# Hear Rare String Instruments



## Enthalpy

Hello dear friends!

I propose to link pictures, descriptions... and *hearing samples of unusual string instruments* in this thread.

Other threads exist already for double reeds, single reeds, brass, and more should come for percussions and whatever is desired.

==========

Let's start with *a piano almost 6m long*. This gives the lowest strings almost the proper length to propagate the sound as fast as air does. Listen especially the low notes here:
6PI8RYIeypM (prefer a headset or Hi-fi loudspeakers)​their attack and height are well-defined, better than on usual grand pianos and of course upright pianos.


----------



## Azol

Well, piano is not the first thing that comes to mind in association with "string instrument" 

Anyway, this is interesting theme, let me offer you the microtonal guitar:

*Handel's Passacaglia on Microtonal Guitar - Arr. David Russell*





*Microtonal Bach Experiment 1 - Which Tuning Sounds Better?*
*Suite No. 3 in D Major, BWV 1068: II. Air*





You can research the rest. Looks (and sounds) mindbending!


----------



## erki

Long String Instrument.
https://en.wikipedia.org/wiki/Long-string_instrument

Ellen Fullman





Alvin Lucier


----------



## Enthalpy

The *luthéal* is a less common instrument… A historical one is in Brussel's Musée des Instruments de Musique, one built more recently is in Paris' Musée Instrumental, one was built for Daniel Hope, and apparently that's all.
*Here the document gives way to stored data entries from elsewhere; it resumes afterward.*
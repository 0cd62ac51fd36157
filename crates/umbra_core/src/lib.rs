// umbra_core: basic types shared by the renderer and the application shell

// GPU context (adapter + device + queue)
#[cfg(feature = "gpu")]
pub mod context;

// input helper for keyboard / mouse state
#[cfg(feature = "input")]
pub mod input;

// camera + key bindings; the controller maps winit key codes
#[cfg(feature = "input")]
pub mod scene;

pub mod time;

// re-export common input types so callers don't need to depend on winit
#[cfg(feature = "input")]
pub use input::{InputState, KeyCode, MouseButton};
#[cfg(feature = "input")]
pub use scene::{Camera, Controller};

pub use time::{Time, TimeClock};

pub use glam;
//! Instanced cubes with switchable frustum culling.
//!
//! | Input            | Action                              |
//! |------------------|-------------------------------------|
//! | W / A / S / D    | pan the orbit point                 |
//! | right drag       | orbit                               |
//! | wheel            | zoom                                |
//! | C                | cycle culling: off → cpu → gpu      |
//! | `=` / `+`        | add an instance                     |
//! | `-`              | remove an instance                  |
//! | `]` / `[`        | add / remove a point light          |
//! | N                | toggle normal visualisation         |
//! | Space            | toggle rotation                     |
//! | Escape           | quit                                |
//!
//! Usage: `umbra_viewer [config.toml]`
use std::path::PathBuf;

use umbra_app::{App, AppConfig, AppContext, KeyCode, UmbraApp};

#[derive(Default)]
struct CullingViewer;

impl UmbraApp for CullingViewer {
    fn setup(&mut self, ctx: &mut AppContext) {
        let stats = ctx.renderer.stats();
        log::info!(
            "{} instances, cull mode {}; C cycles modes, +/- change the count",
            stats.active,
            stats.mode
        );
    }

    fn update(&mut self, ctx: &mut AppContext) {
        let input = ctx.input;

        if input.just_pressed(KeyCode::Escape) {
            ctx.request_exit();
            return;
        }
        if input.just_pressed(KeyCode::KeyC) {
            ctx.renderer.cycle_cull_mode();
        }
        if input.just_pressed(KeyCode::Equal) || input.just_pressed(KeyCode::NumpadAdd) {
            if ctx.renderer.add_instance() {
                log::info!("instances: {}", ctx.renderer.store().active_count());
            }
        }
        if input.just_pressed(KeyCode::Minus) || input.just_pressed(KeyCode::NumpadSubtract) {
            if ctx.renderer.remove_instance() {
                log::info!("instances: {}", ctx.renderer.store().active_count());
            }
        }
        if input.just_pressed(KeyCode::BracketRight) && ctx.renderer.add_light() {
            log::info!("lights: {}", ctx.renderer.lighting.count());
        }
        if input.just_pressed(KeyCode::BracketLeft) && ctx.renderer.remove_light() {
            log::info!("lights: {}", ctx.renderer.lighting.count());
        }
        if input.just_pressed(KeyCode::KeyN) {
            let on = ctx.renderer.toggle_show_normals();
            log::info!("normals {}", if on { "on" } else { "off" });
        }
        if input.just_pressed(KeyCode::Space) {
            let on = ctx.renderer.toggle_rotation();
            log::info!("rotation {}", if on { "on" } else { "off" });
        }
    }
}

fn main() -> anyhow::Result<()> {
    let path = std::env::args_os().nth(1).map(PathBuf::from);
    let config = AppConfig::load(path.as_deref())?;
    umbra_app::logging::init(&config.log_level);

    App::new(CullingViewer).with_config(config).run()
}
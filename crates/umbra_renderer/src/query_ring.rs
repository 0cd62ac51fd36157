//! Non-blocking readback of the GPU-computed visible count.
//!
//! Reading the indirect args straight after submission would stall until the
//! GPU drains the queue.  Instead every GPU-culled frame copies its args into
//! slot `frame % QUERY_RING_LEN` of a ring of staging buffers, and later
//! frames poll the oldest outstanding slot without waiting.  The count
//! reported is therefore a few frames old; it is a statistic only and never
//! feeds back into drawing.
use std::sync::mpsc;

use crate::indirect::DrawIndexedIndirectArgs;
use crate::resources::buffer;

/// Number of frames that may be in flight before a new one is skipped.
pub const QUERY_RING_LEN: usize = 10;

#[derive(Copy, Clone, Debug, PartialEq, Eq)]
pub enum QueryPoll {
    /// Not finished yet; ask again next frame.
    Pending,
    /// Finished; carries the args as the cull pass left them.
    Complete(DrawIndexedIndirectArgs),
    /// Will never finish (map failure or dropped callback).
    Lost,
}

/// One outstanding GPU completion signal.
pub trait CompletionQuery {
    /// Starts tracking the work submitted for this slot.  Called once per use,
    /// after the commands that feed it have been submitted.
    fn arm(&mut self);

    /// Non-blocking check.  Only called on armed queries.
    fn poll(&mut self) -> QueryPoll;
}

#[derive(Copy, Clone, Debug, PartialEq, Eq)]
enum SlotState {
    Free,
    /// Commands recorded, not yet submitted.
    Reserved { frame: u64 },
    /// Submitted and armed.
    Pending { frame: u64 },
}

struct Slot<Q> {
    query: Q,
    state: SlotState,
}

pub struct FrameQueryRing<Q> {
    slots: Vec<Slot<Q>>,
    last_completed_frame: Option<u64>,
    last_args: Option<DrawIndexedIndirectArgs>,
    skipped_frames: u64,
    lost_queries: u64,
}

impl<Q: CompletionQuery> FrameQueryRing<Q> {
    /// Builds a ring of [`QUERY_RING_LEN`] slots, `make(i)` producing slot `i`.
    pub fn new(mut make: impl FnMut(usize) -> Q) -> Self {
        Self {
            slots: (0..QUERY_RING_LEN)
                .map(|i| Slot {
                    query: make(i),
                    state: SlotState::Free,
                })
                .collect(),
            last_completed_frame: None,
            last_args: None,
            skipped_frames: 0,
            lost_queries: 0,
        }
    }

    #[inline]
    pub fn len(&self) -> usize {
        self.slots.len()
    }

    #[inline]
    pub fn is_empty(&self) -> bool {
        self.slots.is_empty()
    }

    /// Claims slot `frame % len` for `frame`.  Returns `None`, and counts the
    /// frame as skipped, when that slot is still in use.
    pub fn reserve(&mut self, frame: u64) -> Option<usize> {
        let index = (frame % self.slots.len() as u64) as usize;
        let slot = &mut self.slots[index];
        if slot.state != SlotState::Free {
            self.skipped_frames += 1;
            log::trace!("query slot {index} busy, frame {frame} not tracked");
            return None;
        }
        slot.state = SlotState::Reserved { frame };
        Some(index)
    }

    #[inline]
    pub fn query(&self, slot: usize) -> &Q {
        &self.slots[slot].query
    }

    /// Arms a reserved slot once its commands have been submitted.
    pub fn commit(&mut self, slot: usize) {
        let entry = &mut self.slots[slot];
        if let SlotState::Reserved { frame } = entry.state {
            entry.query.arm();
            entry.state = SlotState::Pending { frame };
        }
    }

    /// Releases a reserved slot whose commands were never submitted.
    pub fn cancel(&mut self, slot: usize) {
        let entry = &mut self.slots[slot];
        if matches!(entry.state, SlotState::Reserved { .. }) {
            entry.state = SlotState::Free;
        }
    }

    /// Polls the pending slot with the lowest frame id.  Returns
    /// `(frame, visible)` when it completed this call.
    pub fn poll_oldest(&mut self) -> Option<(u64, u32)> {
        let (index, frame) = self
            .slots
            .iter()
            .enumerate()
            .filter_map(|(i, s)| match s.state {
                SlotState::Pending { frame } => Some((i, frame)),
                _ => None,
            })
            .min_by_key(|&(_, frame)| frame)?;

        let slot = &mut self.slots[index];
        match slot.query.poll() {
            QueryPoll::Pending => None,
            QueryPoll::Complete(args) => {
                slot.state = SlotState::Free;
                self.last_completed_frame = Some(frame);
                self.last_args = Some(args);
                Some((frame, args.instance_count))
            }
            QueryPoll::Lost => {
                slot.state = SlotState::Free;
                self.lost_queries += 1;
                log::warn!("visible-count query for frame {frame} was lost");
                None
            }
        }
    }

    /// Polls oldest-first until a slot is not ready.  Returns the newest
    /// completion seen, if any.
    pub fn poll_ready(&mut self) -> Option<(u64, u32)> {
        let mut newest = None;
        loop {
            let before = self.pending_count();
            match self.poll_oldest() {
                Some(done) => newest = Some(done),
                // a lost slot frees up without a result; keep draining
                None if self.pending_count() < before => {}
                None => return newest,
            }
        }
    }

    pub fn pending_count(&self) -> usize {
        self.slots
            .iter()
            .filter(|s| matches!(s.state, SlotState::Pending { .. }))
            .count()
    }

    #[inline]
    pub fn last_completed_frame(&self) -> Option<u64> {
        self.last_completed_frame
    }

    /// Visible count of [`last_completed_frame`](Self::last_completed_frame).
    #[inline]
    pub fn gpu_visible_instances(&self) -> Option<u32> {
        self.last_args.map(|a| a.instance_count)
    }

    /// Full args of [`last_completed_frame`](Self::last_completed_frame).
    #[inline]
    pub fn last_args(&self) -> Option<DrawIndexedIndirectArgs> {
        self.last_args
    }

    #[inline]
    pub fn skipped_frames(&self) -> u64 {
        self.skipped_frames
    }

    #[inline]
    pub fn lost_queries(&self) -> u64 {
        self.lost_queries
    }
}

/// Staging copy of one frame's indirect args, read back with `map_async`.
pub struct ReadbackQuery {
    buffer: wgpu::Buffer,
    receiver: Option<mpsc::Receiver<Result<(), wgpu::BufferAsyncError>>>,
}

impl ReadbackQuery {
    pub fn new(device: &wgpu::Device, index: usize) -> Self {
        let buffer = buffer::create_readback(
            device,
            &format!("Visible Count Readback {index}"),
            DrawIndexedIndirectArgs::SIZE,
        );
        Self {
            buffer,
            receiver: None,
        }
    }

    /// Copy destination for the frame's live args.
    #[inline]
    pub fn buffer(&self) -> &wgpu::Buffer {
        &self.buffer
    }
}

impl CompletionQuery for ReadbackQuery {
    fn arm(&mut self) {
        let (tx, rx) = mpsc::channel();
        self.buffer
            .slice(..)
            .map_async(wgpu::MapMode::Read, move |result| {
                let _ = tx.send(result);
            });
        self.receiver = Some(rx);
    }

    fn poll(&mut self) -> QueryPoll {
        let Some(rx) = &self.receiver else {
            return QueryPoll::Lost;
        };
        match rx.try_recv() {
            Ok(Ok(())) => {
                let args = {
                    let data = self.buffer.slice(..).get_mapped_range();
                    DrawIndexedIndirectArgs::from_bytes(&data)
                };
                self.buffer.unmap();
                self.receiver = None;
                args.map_or(QueryPoll::Lost, QueryPoll::Complete)
            }
            Ok(Err(err)) => {
                log::warn!("visible-count readback failed: {err}");
                self.receiver = None;
                QueryPoll::Lost
            }
            Err(mpsc::TryRecvError::Empty) => QueryPoll::Pending,
            Err(mpsc::TryRecvError::Disconnected) => {
                self.receiver = None;
                QueryPoll::Lost
            }
        }
    }
}

#[cfg(test)]
mod tests {
    use super::*;
    use std::collections::VecDeque;

    /// Replays a scripted sequence of poll results; `Pending` once exhausted.
    #[derive(Default)]
    struct Scripted {
        armed: u32,
        script: VecDeque<QueryPoll>,
    }

    impl CompletionQuery for Scripted {
        fn arm(&mut self) {
            self.armed += 1;
        }

        fn poll(&mut self) -> QueryPoll {
            self.script.pop_front().unwrap_or(QueryPoll::Pending)
        }
    }

    fn done(visible: u32) -> DrawIndexedIndirectArgs {
        DrawIndexedIndirectArgs {
            instance_count: visible,
            ..DrawIndexedIndirectArgs::seed(36)
        }
    }

    fn ring() -> FrameQueryRing<Scripted> {
        FrameQueryRing::new(|_| Scripted::default())
    }

    fn issue(ring: &mut FrameQueryRing<Scripted>, frame: u64) -> Option<usize> {
        let slot = ring.reserve(frame)?;
        ring.commit(slot);
        Some(slot)
    }

    #[test]
    fn slot_is_frame_modulo_len() {
        let mut ring = ring();
        assert_eq!(ring.len(), QUERY_RING_LEN);
        assert_eq!(issue(&mut ring, 0), Some(0));
        assert_eq!(issue(&mut ring, 3), Some(3));
        assert_eq!(issue(&mut ring, 17), Some(7));
        assert_eq!(ring.query(7).armed, 1);
    }

    #[test]
    fn busy_slot_skips_the_frame() {
        let mut ring = ring();
        for frame in 0..QUERY_RING_LEN as u64 {
            assert!(issue(&mut ring, frame).is_some());
        }
        // every slot in flight: frame 10 wraps onto slot 0 and is skipped
        assert_eq!(ring.reserve(QUERY_RING_LEN as u64), None);
        assert_eq!(ring.skipped_frames(), 1);
        assert_eq!(ring.pending_count(), QUERY_RING_LEN);
    }

    #[test]
    fn pending_poll_does_not_block_or_report() {
        let mut ring = ring();
        issue(&mut ring, 0);
        assert_eq!(ring.poll_oldest(), None);
        assert_eq!(ring.last_completed_frame(), None);
        assert_eq!(ring.pending_count(), 1);
    }

    #[test]
    fn oldest_frame_is_polled_first() {
        let mut ring = ring();
        // frame 12 lands in slot 2, frame 5 in slot 5: 5 is older
        issue(&mut ring, 12);
        issue(&mut ring, 5);
        ring.slots[2].query.script.push_back(QueryPoll::Complete(done(9)));
        ring.slots[5].query.script.push_back(QueryPoll::Complete(done(4)));

        assert_eq!(ring.poll_oldest(), Some((5, 4)));
        assert_eq!(ring.last_completed_frame(), Some(5));
        assert_eq!(ring.poll_oldest(), Some((12, 9)));
        assert_eq!(ring.gpu_visible_instances(), Some(9));
        assert_eq!(ring.last_args().map(|a| a.index_count), Some(36));
        assert_eq!(ring.pending_count(), 0);
    }

    #[test]
    fn oldest_pending_holds_back_newer() {
        let mut ring = ring();
        issue(&mut ring, 0);
        issue(&mut ring, 1);
        ring.slots[1].query.script.push_back(QueryPoll::Complete(done(3)));
        // frame 0 is not ready, so frame 1 is not looked at yet
        assert_eq!(ring.poll_ready(), None);
        ring.slots[0].query.script.push_back(QueryPoll::Complete(done(2)));
        assert_eq!(ring.poll_ready(), Some((1, 3)));
        assert_eq!(ring.last_completed_frame(), Some(1));
    }

    #[test]
    fn lost_query_frees_its_slot() {
        let mut ring = ring();
        issue(&mut ring, 4);
        ring.slots[4].query.script.push_back(QueryPoll::Lost);
        assert_eq!(ring.poll_oldest(), None);
        assert_eq!(ring.lost_queries(), 1);
        assert_eq!(ring.pending_count(), 0);
        assert_eq!(issue(&mut ring, 14), Some(4));
    }

    #[test]
    fn cancelled_reservation_is_reusable() {
        let mut ring = ring();
        let slot = ring.reserve(2).unwrap();
        assert_eq!(ring.reserve(12), None);
        ring.cancel(slot);
        assert_eq!(ring.query(slot).armed, 0);
        assert_eq!(ring.reserve(12), Some(2));
    }

    #[test]
    fn reserved_slots_are_not_polled() {
        let mut ring = ring();
        ring.reserve(0);
        ring.slots[0].query.script.push_back(QueryPoll::Complete(done(1)));
        assert_eq!(ring.poll_oldest(), None);
        assert_eq!(ring.slots[0].query.script.len(), 1);
    }
}
/// Unit cube primitive centred at the origin, edge length 1.
///
/// 24 unique vertices (4 per face, so every face has its own normal and
/// UVs) and 36 indices, counter-clockwise when seen from outside.
use glam::Vec3;

use crate::geometry::{Mesh, Vertex};
use crate::resources::buffer;
use crate::scene::Aabb;

const fn v(position: [f32; 3], normal: [f32; 3], uv: [f32; 2]) -> Vertex {
    Vertex { position, normal, uv }
}

const PX: [f32; 3] = [ 1.0,  0.0,  0.0];
const NX: [f32; 3] = [-1.0,  0.0,  0.0];
const PY: [f32; 3] = [ 0.0,  1.0,  0.0];
const NY: [f32; 3] = [ 0.0, -1.0,  0.0];
const PZ: [f32; 3] = [ 0.0,  0.0,  1.0];
const NZ: [f32; 3] = [ 0.0,  0.0, -1.0];

#[rustfmt::skip]
pub const CUBE_VERTICES: [Vertex; 24] = [
    // bottom (y-)
    v([-0.5, -0.5,  0.5], NY, [0.0, 1.0]), v([ 0.5, -0.5,  0.5], NY, [1.0, 1.0]),
    v([ 0.5, -0.5, -0.5], NY, [1.0, 0.0]), v([-0.5, -0.5, -0.5], NY, [0.0, 0.0]),
    // top (y+)
    v([-0.5,  0.5, -0.5], PY, [0.0, 1.0]), v([ 0.5,  0.5, -0.5], PY, [1.0, 1.0]),
    v([ 0.5,  0.5,  0.5], PY, [1.0, 0.0]), v([-0.5,  0.5,  0.5], PY, [0.0, 0.0]),
    // right (x+)
    v([ 0.5, -0.5,  0.5], PX, [0.0, 1.0]), v([ 0.5, -0.5, -0.5], PX, [1.0, 1.0]),
    v([ 0.5,  0.5, -0.5], PX, [1.0, 0.0]), v([ 0.5,  0.5,  0.5], PX, [0.0, 0.0]),
    // left (x-)
    v([-0.5, -0.5, -0.5], NX, [0.0, 1.0]), v([-0.5, -0.5,  0.5], NX, [1.0, 1.0]),
    v([-0.5,  0.5,  0.5], NX, [1.0, 0.0]), v([-0.5,  0.5, -0.5], NX, [0.0, 0.0]),
    // front (z+)
    v([-0.5, -0.5,  0.5], PZ, [0.0, 1.0]), v([ 0.5, -0.5,  0.5], PZ, [1.0, 1.0]),
    v([ 0.5,  0.5,  0.5], PZ, [1.0, 0.0]), v([-0.5,  0.5,  0.5], PZ, [0.0, 0.0]),
    // back (z-)
    v([ 0.5, -0.5, -0.5], NZ, [0.0, 1.0]), v([-0.5, -0.5, -0.5], NZ, [1.0, 1.0]),
    v([-0.5,  0.5, -0.5], NZ, [1.0, 0.0]), v([ 0.5,  0.5, -0.5], NZ, [0.0, 0.0]),
];

#[rustfmt::skip]
pub const CUBE_INDICES: [u16; 36] = [
     0,  2,  1,  0,  3,  2, // bottom
     4,  6,  5,  4,  7,  6, // top
     8,  9, 10,  8, 10, 11, // right
    12, 13, 14, 12, 14, 15, // left
    16, 17, 18, 16, 18, 19, // front
    20, 21, 22, 20, 22, 23, // back
];

pub fn cube(device: &wgpu::Device) -> Mesh {
    Mesh {
        vertex_buffer: buffer::create_init(device, "Cube VB", &CUBE_VERTICES, wgpu::BufferUsages::VERTEX),
        index_buffer:  buffer::create_init(device, "Cube IB", &CUBE_INDICES, wgpu::BufferUsages::INDEX),
        index_count:   CUBE_INDICES.len() as u32,
        index_format:  wgpu::IndexFormat::Uint16,
        bounds:        cube_bounds(),
    }
}

/// Local box derived from the vertex positions.
pub fn cube_bounds() -> Aabb {
    Aabb::from_points(CUBE_VERTICES.iter().map(|v| Vec3::from_array(v.position)))
}

#[cfg(test)]
mod tests {
    use super::*;

    #[test]
    fn bounds_are_half_unit() {
        let b = cube_bounds();
        assert_eq!(b.min, Vec3::splat(-0.5));
        assert_eq!(b.max, Vec3::splat(0.5));
    }

    #[test]
    fn triangles_wind_counter_clockwise_outward() {
        for tri in CUBE_INDICES.chunks(3) {
            let [a, b, c] = [tri[0], tri[1], tri[2]].map(|i| CUBE_VERTICES[i as usize]);
            let (pa, pb, pc) = (
                Vec3::from_array(a.position),
                Vec3::from_array(b.position),
                Vec3::from_array(c.position),
            );
            let face_normal = (pb - pa).cross(pc - pa).normalize();
            assert!(face_normal.dot(Vec3::from_array(a.normal)) > 0.99);
        }
    }
}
George Cloetens patented it in 1919 as extra hardware on a piano to change the timbre at will, plus controls available to the pianist.
wikipedia​And there are records of this instrument, even recently:
mim.be
GuiPX6BVSkg at 9:39 (the piece starts at 05:33)​Two (2) known pieces were written for the luthéal, both by Maurice Ravel, but are commonly played on a normal piano: _L'enfant et les sortilèges_ and _Tzigane_


----------



## SuperTonic

*A note to the OP*: Pianos and their variants would not typically be lumped in with stringed instruments. They should either be grouped with other keyboard instruments, or classified as percussion instruments.

*Arpeggione*
This is a fretted instrument with 6 strings that is similar in range and tone to the cello and is typically played with a bow. Many people will know of Schubert's Arpeggione Sonata, which is the only well know composition that was written for the instrument. It is typically played on the cello today. According to wiki there has been somewhat of a revival for the instrument in the 21st century with new works being composed for it as a solo instrument or as part of an ensemble.

https://en.wikipedia.org/wiki/Arpeggione

Here is the 1st movement of the Schubert sonata played on the actual instrument:





*Octobass*
This is an extremely large bowed instrument with 3 strings that was invented in the mid-19th century. It sounds an octave below a normal string bass. One version of the instrument is 3.5 meters, or almost 11 and a half feet tall. To play the instrument, the musician uses a series of levers and pedals to control metal bars that stop the strings at the appropriate point to produce each note. Berlioz was said to have supported the instrument's wide-spread adoption, but he never used it in any of his compositions. The only known work to include it is Gounod's _Messe solennelle de Sainte-Cecile_, in which it is used in the Benedictus and Agnus Dei sections. Today the instrument can mainly be found in museums, though the Montreal Symphony Orchestra does own one.
https://en.wikipedia.org/wiki/Octobass


----------



## Enthalpy

All Internet pages claim that the octo-basse sounds an octave below the bowed contrabass, but I doubt this was the initial intent. Authors contemporary to Vuillaume (was it Berlioz? I don't remember where I read it) report the same height as the contrabass.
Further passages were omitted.